Family Malpighiaceae
Text © Pietro Puccio
English translation by Mario Beltramini
This plant is native to North America (USA – Texas, and Mexico), Central America (Belize, Costa Rica, El Salvador, Guatemala, Honduras and Panama), South America (Brazil, Colombia, French Guiana, Peru and Venezuela) and Caribbean (Cuba, Dominican Republic, Dutch Antilles, Haiti and Jamaica), where it grows at the margins of the humid forests, and also of the seasonal ones, from the sea level up to 1500 m of altitude.
The genus is honoured to the Italian physician and physiologist Marcello Malpighi (1628-1694); the name of the species comes from the Latin adjective “glaber” = glabrous, smooth, with reference to the smooth foliar surface.
Common names: acerola, Antilles cherry, Barbados-cherry, West-Indian-cherry, wild crape-myrtle (English); cerisier, cerise de St. Domingue (French); cerejeira (Portuguese); acerola, careza, careza colorada, escobillo, grosella (Spanish).
The Malpighia glabra L. (1753) is a shrub or a small semi-deciduous, 3-5 m tall, tree, with a trunk of 10 cm of diameter with a grey-brown bark. The leaves are opposite, simple with entire margin, ovate-lanceolate, 2-8 cm long and about 2 cm broad, of dark green colour on the upper page, initially covered by a grey tomentum below.
The flowers are grouped, in number of 3 to 7, in axillar umbrellas and have 5 roundish petals, getting thinner at the base, pink and with undulated margins, about 6 mm long.
The fruit is a globular drupe, with three more or less outlined lobes, of 1-2 cm of diameter, which ripens after about 3 weeks from the flowering becoming from green to red, then yellowish red, with juicy orange pulp containing three tiny seeds; the taste is sour or acidulous, but there are varieties with a fairly sweet taste.
It reproduces by seed and quite easily by cutting in a sandy soil kept humid; the plants may begin to fructify, from the seed, after two, three years, from the cutting even after one year.
It is a well known species due to the high contents of ascorbic acid (vitamin C), 1,5-3,5 % in weight, of its fruits, which are utilized industrially for the juice that is added to several drinks in order to increase its contents; for this purpose, the fruits is harvested when still green, when the presence of the vitamin C is maximum. The fruit contains also vitamin A and B, flavonoids, carotenoids and minerals.
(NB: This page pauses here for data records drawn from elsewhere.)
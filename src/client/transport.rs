// ==========================================
// 米厂报表客户端 - HTTP 传输层
// ==========================================
// 职责: 发出单次 HTTP/JSON 请求；非 2xx 解析 detail 字段
// 约束: 不重试,不缓存
// ==========================================

use crate::client::error::{ClientError, ClientResult};
use async_trait::async_trait;
use serde_json::Value;
use std::fmt;
use std::time::{Duration, Instant};

// ==========================================
// HttpMethod / ApiRequest
// ==========================================
#[derive(Debug, Clone, Copy, PartialEq, Eq)]
pub enum HttpMethod {
    Get,
    Post,
    Put,
    Delete,
}

impl fmt::Display for HttpMethod {
    fn fmt(&self, f: &mut fmt::Formatter<'_>) -> fmt::Result {
        let s = match self {
            HttpMethod::Get => "GET",
            HttpMethod::Post => "POST",
            HttpMethod::Put => "PUT",
            HttpMethod::Delete => "DELETE",
        };
        write!(f, "{}", s)
    }
}

/// 一次请求的全部输入
#[derive(Debug, Clone, PartialEq)]
pub struct ApiRequest {
    pub method: HttpMethod,
    pub path: String,
    pub query: Vec<(String, String)>,
    pub body: Option<Value>,
    /// 表单字段（application/x-www-form-urlencoded），与 body 互斥
    pub form: Option<Vec<(String, String)>>,
    pub bearer: Option<String>,
}

impl ApiRequest {
    pub fn new(method: HttpMethod, path: impl Into<String>) -> Self {
        Self {
            method,
            path: path.into(),
            query: Vec::new(),
            body: None,
            form: None,
            bearer: None,
        }
    }

    pub fn get(path: impl Into<String>) -> Self {
        Self::new(HttpMethod::Get, path)
    }

    pub fn post(path: impl Into<String>) -> Self {
        Self::new(HttpMethod::Post, path)
    }

    pub fn put(path: impl Into<String>) -> Self {
        Self::new(HttpMethod::Put, path)
    }

    pub fn delete(path: impl Into<String>) -> Self {
        Self::new(HttpMethod::Delete, path)
    }

    pub fn query(mut self, pairs: Vec<(String, String)>) -> Self {
        self.query.extend(pairs);
        self
    }

    pub fn body(mut self, body: Value) -> Self {
        self.body = Some(body);
        self.form = None;
        self
    }

    pub fn form(mut self, fields: Vec<(String, String)>) -> Self {
        self.form = Some(fields);
        self.body = None;
        self
    }

    pub fn bearer(mut self, token: impl Into<String>) -> Self {
        self.bearer = Some(token.into());
        self
    }
}

// ==========================================
// Trait: ApiTransport
// ==========================================
// 用途: 生产环境为 HttpTransport,测试环境注入脚本化实现
#[async_trait]
pub trait ApiTransport: Send + Sync {
    /// 发出请求并返回 JSON 响应体（空响应体返回 Null）
    async fn send(&self, request: ApiRequest) -> ClientResult<Value>;
}

// ==========================================
// HttpTransport - reqwest 实现
// ==========================================
pub struct HttpTransport {
    client: reqwest::Client,
    base_url: String,
}

impl HttpTransport {
    /// 创建传输层
    ///
    /// # 参数
    /// - `base_url`: 后端地址，例如 `http://localhost:8000`
    /// - `timeout`: 单次请求超时
    pub fn new(base_url: impl Into<String>, timeout: Duration) -> ClientResult<Self> {
        let client = reqwest::Client::builder()
            .timeout(timeout)
            .user_agent(concat!("rice-mill-report/", env!("CARGO_PKG_VERSION")))
            .build()?;
        Ok(Self {
            client,
            base_url: base_url.into().trim_end_matches('/').to_string(),
        })
    }

    pub fn base_url(&self) -> &str {
        &self.base_url
    }

    fn url_for(&self, path: &str) -> String {
        if path.starts_with('/') {
            format!("{}{}", self.base_url, path)
        } else {
            format!("{}/{}", self.base_url, path)
        }
    }
}

#[async_trait]
impl ApiTransport for HttpTransport {
    async fn send(&self, request: ApiRequest) -> ClientResult<Value> {
        let url = self.url_for(&request.path);
        let mut builder = match request.method {
            HttpMethod::Get => self.client.get(&url),
            HttpMethod::Post => self.client.post(&url),
            HttpMethod::Put => self.client.put(&url),
            HttpMethod::Delete => self.client.delete(&url),
        };
        if !request.query.is_empty() {
            builder = builder.query(&request.query);
        }
        if let Some(token) = &request.bearer {
            builder = builder.bearer_auth(token);
        }
        if let Some(body) = &request.body {
            builder = builder.json(body);
        } else if let Some(fields) = &request.form {
            builder = builder.form(fields);
        }

        tracing::debug!(method = %request.method, path = %request.path, "发送请求");
        let started = Instant::now();
        let result = builder.send().await;
        crate::perf::record_http_request(
            &request.method.to_string(),
            &request.path,
            started.elapsed(),
        );

        let resp = check_response(result?).await?;
        let text = resp.text().await?;
        parse_body(&request.path, &text)
    }
}

/// 检查响应状态；非 2xx 转为 ClientError::Status
pub async fn check_response(resp: reqwest::Response) -> ClientResult<reqwest::Response> {
    let status = resp.status();
    if !status.is_success() {
        let body = resp.text().await.unwrap_or_default();
        return Err(ClientError::Status {
            status: status.as_u16(),
            message: extract_error_message(status.as_u16(), &body),
        });
    }
    Ok(resp)
}

/// 解析响应体；空响应体视为 Null
pub fn parse_body(path: &str, text: &str) -> ClientResult<Value> {
    if text.trim().is_empty() {
        return Ok(Value::Null);
    }
    serde_json::from_str(text).map_err(|e| ClientError::Decode {
        path: path.to_string(),
        message: e.to_string(),
    })
}

/// 从错误响应体提取可读信息
///
/// 依次尝试: `{"detail": "..."}`、`{"detail": [{"msg": ...}]}`、`{"message": ...}`、
/// 原始文本、HTTP 状态短语
pub fn extract_error_message(status: u16, body: &str) -> String {
    if let Ok(json) = serde_json::from_str::<Value>(body) {
        match json.get("detail") {
            Some(Value::String(s)) => return s.clone(),
            Some(Value::Array(items)) => {
                let msgs: Vec<String> = items
                    .iter()
                    .filter_map(|item| item.get("msg").and_then(Value::as_str))
                    .map(str::to_string)
                    .collect();
                if !msgs.is_empty() {
                    return msgs.join("; ");
                }
            }
            Some(other) if !other.is_null() => return other.to_string(),
            _ => {}
        }
        if let Some(Value::String(s)) = json.get("message") {
            return s.clone();
        }
    }

    let trimmed = body.trim();
    if !trimmed.is_empty() {
        return trimmed.to_string();
    }

    reqwest::StatusCode::from_u16(status)
        .ok()
        .and_then(|s| s.canonical_reason())
        .unwrap_or("Unknown error")
        .to_string()
}
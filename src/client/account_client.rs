// ==========================================
// 米厂报表客户端 - 账户管理接口
// ==========================================
// 全部以管理员凭证调用；新增/更新按表单提交
// ==========================================

use crate::client::error::ClientResult;
use crate::client::session::ApiSession;
use crate::client::transport::ApiRequest;
use crate::domain::account::{add_path, collection_path, delete_path, update_path, Account, AccountInput};
use crate::domain::types::Role;
use serde_json::Value;

#[derive(Clone)]
pub struct AccountClient {
    session: ApiSession,
}

impl AccountClient {
    pub fn new(session: ApiSession) -> Self {
        Self { session }
    }

    /// GET /users 或 /admins（裸数组，不含密码）
    pub async fn fetch_accounts(&self, kind: Role) -> ClientResult<Vec<Account>> {
        self.session
            .fetch_as(Role::Admin, ApiRequest::get(collection_path(kind)))
            .await
    }

    /// POST /add-user 或 /add-admin
    pub async fn add_account(&self, kind: Role, input: &AccountInput) -> ClientResult<Value> {
        let request = ApiRequest::post(add_path(kind)).form(input.form_fields(kind, false));
        self.session.send_as(Role::Admin, request).await
    }

    /// PUT /update-user/{id} 或 /update-admin/{id}
    pub async fn update_account(&self, kind: Role, id: &str, input: &AccountInput) -> ClientResult<Value> {
        let request = ApiRequest::put(update_path(kind, id)).form(input.form_fields(kind, true));
        self.session.send_as(Role::Admin, request).await
    }

    /// DELETE /delete-user/{id} 或 /delete-admin/{id}
    pub async fn delete_account(&self, kind: Role, id: &str) -> ClientResult<Value> {
        let request = ApiRequest::delete(delete_path(kind, id));
        self.session.send_as(Role::Admin, request).await
    }
}
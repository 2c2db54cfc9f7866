// ==========================================
// 米厂报表客户端 - 报表文档模型
// ==========================================
// 职责: 组合结果的中间表示，CSV / PDF 写出器共用
// ==========================================

use crate::domain::row::to_table;
use crate::domain::types::SectionKey;
use crate::i18n::t_in;
use crate::report::subsets::SectionData;

/// 默认 PDF 文件名
pub const DEFAULT_PDF_FILE_NAME: &str = "sales_forecast_report.pdf";
/// 默认 CSV 文件名
pub const DEFAULT_CSV_FILE_NAME: &str = "sales_forecast_report.csv";

#[derive(Debug, Clone, PartialEq)]
pub enum BlockBody {
    /// 带标签字段（汇总概览）
    Fields(Vec<(String, String)>),
    Table {
        headers: Vec<String>,
        rows: Vec<Vec<String>>,
    },
}

/// 单个分区块: 标题 + 一段说明 + 内容
#[derive(Debug, Clone, PartialEq)]
pub struct ReportBlock {
    pub key: SectionKey,
    pub title: String,
    pub description: String,
    pub body: BlockBody,
}

impl ReportBlock {
    /// 由分区过滤结果构造块；空数据返回 None
    ///
    /// # 参数
    /// - data: 分区最近一次发布的过滤结果
    /// - locale: 标题/说明/字段标签使用的语言
    pub fn from_section(data: &SectionData, locale: &str) -> Option<Self> {
        if data.is_empty() {
            return None;
        }
        let key = data.key();
        let body = match data {
            SectionData::Summary(summary) => {
                let summary = summary.as_ref()?;
                BlockBody::Fields(
                    summary
                        .labeled_fields()
                        .into_iter()
                        .map(|(label, value)| (t_in(locale, label, &[]), value))
                        .collect(),
                )
            }
            SectionData::Accuracy(rows) => table(rows),
            SectionData::ForecastTable(rows) => table(rows),
            SectionData::InventoryImpact(rows) => table(rows),
            SectionData::RiceBreakdown(rows) => table(rows),
            SectionData::InventoryDistribution(rows) => table(rows),
        };
        Some(Self {
            key,
            title: t_in(locale, &key.title_key(), &[]),
            description: t_in(locale, &key.description_key(), &[]),
            body,
        })
    }

    pub fn row_count(&self) -> usize {
        match &self.body {
            BlockBody::Fields(fields) => fields.len(),
            BlockBody::Table { rows, .. } => rows.len(),
        }
    }
}

fn table<R: crate::domain::row::TabularRow>(rows: &[R]) -> BlockBody {
    let (headers, rows) = to_table(rows);
    BlockBody::Table { headers, rows }
}

/// 组合完成的报表
#[derive(Debug, Clone, PartialEq)]
pub struct ReportDocument {
    pub title: String,
    pub blocks: Vec<ReportBlock>,
}

impl ReportDocument {
    pub fn new(title: impl Into<String>) -> Self {
        Self {
            title: title.into(),
            blocks: Vec::new(),
        }
    }

    pub fn is_empty(&self) -> bool {
        self.blocks.is_empty()
    }

    pub fn section_keys(&self) -> Vec<SectionKey> {
        self.blocks.iter().map(|b| b.key).collect()
    }
}
// ==========================================
// 米厂报表客户端 - 命令行主入口
// ==========================================
// 流程: 解析参数 -> 日志 -> 配置分层 -> AppState -> 分发命令
// ==========================================

use std::process::ExitCode;

use anyhow::anyhow;
use clap::Parser;

use rice_mill_report::app::{self, AppState, Cli};
use rice_mill_report::config::{config_keys, ConfigManager};
use rice_mill_report::{i18n, logging, perf};

#[tokio::main]
async fn main() -> ExitCode {
    let cli = Cli::parse();

    logging::init_with_default(logging::level_for_verbosity(cli.verbose));
    perf::install_http_tracing();

    match run(cli).await {
        Ok(output) => {
            if !output.is_empty() {
                println!("{}", output);
            }
            ExitCode::SUCCESS
        }
        Err(e) => {
            eprintln!("{}", e);
            ExitCode::FAILURE
        }
    }
}

async fn run(cli: Cli) -> anyhow::Result<String> {
    tracing::debug!("{} v{}", rice_mill_report::APP_NAME, rice_mill_report::VERSION);

    let mut config = ConfigManager::from_env();
    if let Some(url) = cli.api_url {
        config.set_override(config_keys::API_BASE_URL, url);
    }
    if let Some(locale) = cli.locale {
        config.set_override(config_keys::LOCALE, locale);
    }
    if let Some(dir) = cli.output_dir {
        config.set_override(config_keys::OUTPUT_DIR, dir.to_string_lossy().into_owned());
    }
    if let Some(db_path) = cli.db_path {
        config.set_override(config_keys::DB_PATH, db_path);
    }

    i18n::set_locale(&config.locale());

    let state = AppState::new(config).map_err(|e| anyhow!(e))?;
    app::dispatch(&state, cli.command, cli.json)
        .await
        .map_err(|e| anyhow!(e))
}
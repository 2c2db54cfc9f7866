use comfy_table::Cell;

use crate::app::state::AppState;
use crate::domain::dashboard::{DashboardCharts, DashboardKpi, StockLevel, SystemLog};
use crate::engine::fetch_state::FetchState;
use crate::i18n::{t, t_with_args};
use crate::report::render::{create_standard_table, header_cell};

use super::common::{map_api_error, to_json};

// ==========================================
// 仪表盘命令
// ==========================================

/// 加载四个面板；retry 为真时对失败面板各重试一次
pub async fn dashboard(state: &AppState, retry: bool, json: bool) -> Result<String, String> {
    let mut view = state.dashboard_api.load().await;

    if retry {
        for panel in view.failed_panels() {
            state
                .dashboard_api
                .retry(&mut view, panel)
                .await
                .map_err(map_api_error)?;
        }
    }

    if json {
        return to_json(&serde_json::json!({
            "kpi": view.kpi.data(),
            "charts": view.charts.data(),
            "stock_levels": view.stock_levels.data(),
            "system_logs": view.system_logs.data(),
            "failed_panels": view
                .failed_panels()
                .iter()
                .map(|p| p.as_str())
                .collect::<Vec<_>>(),
        }));
    }

    let sections = [
        panel_text(&view.kpi, render_kpi),
        panel_text(&view.charts, render_charts),
        panel_text(&view.stock_levels, |levels| render_stock_levels(levels)),
        panel_text(&view.system_logs, |logs| render_logs(logs)),
    ];
    Ok(sections.join("\n\n"))
}

fn panel_text<T>(state: &FetchState<T>, render: impl Fn(&T) -> String) -> String {
    match state {
        FetchState::Ready(data) => render(data),
        FetchState::Failed(message) => {
            t_with_args("status.failed", &[("message", message.as_str())])
        }
        _ => t("status.loading"),
    }
}

fn render_kpi(kpi: &DashboardKpi) -> String {
    let mut table = create_standard_table();
    table.set_header(vec![header_cell("KPI"), header_cell("Value"), header_cell("Trend")]);
    for (key, value, trend) in kpi.cards() {
        table.add_row(vec![
            Cell::new(t(key)),
            Cell::new(value),
            Cell::new(trend.unwrap_or_default()),
        ]);
    }
    table.to_string()
}

fn render_charts(charts: &DashboardCharts) -> String {
    if charts.is_empty() {
        return t("dashboard.charts.empty");
    }
    let mut table = create_standard_table();
    table.set_header(vec![header_cell("Chart"), header_cell("Name"), header_cell("Value")]);
    let series = [
        ("dashboard.charts.sales_last_7_days", &charts.rice_sales_last_7_days),
        ("dashboard.charts.forecasted_demand", &charts.forecasted_demand),
        ("dashboard.charts.stock_movement", &charts.stock_movement),
    ];
    for (key, points) in series {
        let label = t(key);
        for point in points {
            table.add_row(vec![
                Cell::new(&label),
                Cell::new(&point.name),
                Cell::new(point.value),
            ]);
        }
    }
    table.to_string()
}

fn render_stock_levels(levels: &[StockLevel]) -> String {
    let mut table = create_standard_table();
    table.set_header(vec![
        header_cell("Rice Type"),
        header_cell("Current"),
        header_cell("Capacity"),
        header_cell("Fill %"),
    ]);
    for level in levels {
        table.add_row(vec![
            Cell::new(&level.rice_type),
            Cell::new(level.current),
            Cell::new(level.capacity),
            Cell::new(format!("{:.1}", level.fill_percent())),
        ]);
    }
    table.to_string()
}

fn render_logs(logs: &[SystemLog]) -> String {
    if logs.is_empty() {
        return t("dashboard.logs.empty");
    }
    let mut table = create_standard_table();
    table.set_header(vec![header_cell("Time"), header_cell("Event")]);
    for log in logs {
        table.add_row(vec![Cell::new(&log.timestamp), Cell::new(&log.description)]);
    }
    table.to_string()
}
// ==========================================
// 米厂报表客户端 - 引擎层
// ==========================================
// 职责: 客户端表格过滤/排序/分页 + 获取状态机
// 红线: 引擎不发请求,不做 I/O
// ==========================================

pub mod fetch_state;
pub mod table_query;

// 重导出核心引擎
pub use fetch_state::{FetchState, InvalidTransition};
pub use table_query::{
    filter_rows, normalize_total_pages, paginate, sort_rows, total_pages, FilterSet, Page,
    Predicate,
};
// ==========================================
// 米厂报表客户端 - 账户管理 API
// ==========================================
// 职责: 用户账户与管理员账户的列表（客户端过滤/分页）与增删改
// 约定: 单行变更后重新获取整个集合，不在本地打补丁
// ==========================================

use crate::api::error::ApiResult;
use crate::api::validator::{validate_account_input, validate_non_blank};
use crate::client::AccountClient;
use crate::domain::account::{Account, AccountInput};
use crate::domain::inventory::distinct_values;
use crate::domain::types::Role;
use crate::engine::table_query::{filter_rows, paginate, FilterSet, Page, Predicate};

/// 账户表的过滤状态
#[derive(Debug, Clone, PartialEq)]
pub struct AccountsQuery {
    /// 用户名子串（忽略大小写）
    pub search: String,
    /// 岗位；"All" 不限
    pub role: String,
    pub page: usize,
}

impl Default for AccountsQuery {
    fn default() -> Self {
        Self {
            search: String::new(),
            role: "All".to_string(),
            page: 1,
        }
    }
}

impl AccountsQuery {
    pub fn filter_set(&self) -> FilterSet {
        FilterSet::new()
            .with(Predicate::contains("username", &self.search))
            .with(Predicate::equals("role", &self.role))
    }

    pub fn apply(&self, accounts: &[Account], page_size: usize) -> Page<Account> {
        let filtered = filter_rows(accounts, &self.filter_set());
        paginate(&filtered, page_size, self.page)
    }
}

/// 账户表: 全量 + 当前页 + 岗位下拉
#[derive(Debug, Clone, PartialEq)]
pub struct AccountsView {
    pub kind: Role,
    pub accounts: Vec<Account>,
    pub page: Page<Account>,
    pub role_options: Vec<String>,
}

pub struct AccountApi {
    client: AccountClient,
    page_size: usize,
}

impl AccountApi {
    pub fn new(client: AccountClient, page_size: usize) -> Self {
        Self {
            client,
            page_size: page_size.max(1),
        }
    }

    /// # 参数
    /// - kind: Role::User 为用户账户，Role::Admin 为管理员账户
    pub async fn list(&self, kind: Role) -> ApiResult<Vec<Account>> {
        Ok(self.client.fetch_accounts(kind).await?)
    }

    pub async fn accounts_view(&self, kind: Role, query: &AccountsQuery) -> ApiResult<AccountsView> {
        let accounts = self.list(kind).await?;
        let page = query.apply(&accounts, self.page_size);
        let mut role_options = vec!["All".to_string()];
        role_options.extend(distinct_values(accounts.iter().map(|a| a.role.as_str())));
        Ok(AccountsView {
            kind,
            accounts,
            page,
            role_options,
        })
    }

    // ==========================================
    // 变更（成功后重新获取）
    // ==========================================

    pub async fn add(&self, kind: Role, input: &AccountInput) -> ApiResult<Vec<Account>> {
        validate_account_input(input, false)?;
        self.client.add_account(kind, input).await?;
        tracing::info!(kind = %kind, username = %input.username.trim(), "账户已新增");
        self.list(kind).await
    }

    pub async fn update(&self, kind: Role, id: &str, input: &AccountInput) -> ApiResult<Vec<Account>> {
        validate_non_blank("id", id)?;
        validate_account_input(input, true)?;
        self.client.update_account(kind, id.trim(), input).await?;
        tracing::info!(kind = %kind, id, "账户已更新");
        self.list(kind).await
    }

    pub async fn delete(&self, kind: Role, id: &str) -> ApiResult<Vec<Account>> {
        validate_non_blank("id", id)?;
        self.client.delete_account(kind, id.trim()).await?;
        tracing::info!(kind = %kind, id, "账户已删除");
        self.list(kind).await
    }
}

#[cfg(test)]
mod tests {
    use super::*;

    fn account(username: &str, role: &str) -> Account {
        Account {
            id: Some(format!("id-{}", username)),
            full_name: username.to_uppercase(),
            email: format!("{}@mill.lk", username),
            username: username.to_string(),
            role: role.to_string(),
            phone: String::new(),
            bio: String::new(),
            profile_pic: String::new(),
        }
    }

    #[test]
    fn test_query_filters_by_username_and_role() {
        let accounts = vec![
            account("nimal", "Staff"),
            account("Nimali", "Manager"),
            account("kamal", "Staff"),
        ];
        let query = AccountsQuery {
            search: "NIMAL".to_string(),
            role: "Staff".to_string(),
            ..AccountsQuery::default()
        };
        let page = query.apply(&accounts, 10);
        assert_eq!(page.items, vec![account("nimal", "Staff")]);
    }

    #[test]
    fn test_default_query_is_identity() {
        let accounts = vec![account("a", "Staff"), account("b", "Admin")];
        let page = AccountsQuery::default().apply(&accounts, 10);
        assert_eq!(page.items, accounts);
    }
}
Locally, besides the juice, its fruits are consumed also fresh, in such case they are conserved for not more than two, three days, being rapidly perishable, or utilized for preparing preserves and jams.
Being a species suitable for tropical and subtropical climates, the young plants die already with temperatures of -1 °C, in the adult plants, the foliage gets damaged around the -3 °C, the foot of the plant is believed to resist to -5 °C.
The best exposure is in full sun; it may stand also a slight shade, but in this case it fructifies less. It is not particular for what the soil is concerned as it can grow up indifferently in the rocky, sandy or clayey, neutral or alkaline, soils, provided well drained as it does not stand water stagnations which may prove deadly.
Its blooming is related to the availability of water, if this one is not missing, the blooming may last from spring to autumn; in any case, it may bear, if well rooted, long dryness periods, but in such case it will not bloom and might even get to lose the leaves.
It is also utilized as ornamental plant, or isolated specimen, or finally, for hedges and borders, as it stands the pruning; the watering must be regular in summer in the warm and dry climates.
Synonyms: Malpighia punicifolia L. (1762); Malpighia nitida Mill. (1768); Malpighia biflora Poir. (1787); Malpighia fallax Salisb. (1796); Malpighia lucida Pav. ex A. Juss. (1840); Malpighia semeruco A.Juss. (1840); Malpighia lucida Pav. ex Moric. (1841); Malpighia peruviana Moric. (1841); Malpighia undulata A. Juss. (1843); Malpighia neumanniana A. Juss. (1846); Bunchosia parvifolia S.Watson (1889); Malpighia myrtoides Moritz ex Nied. (1928).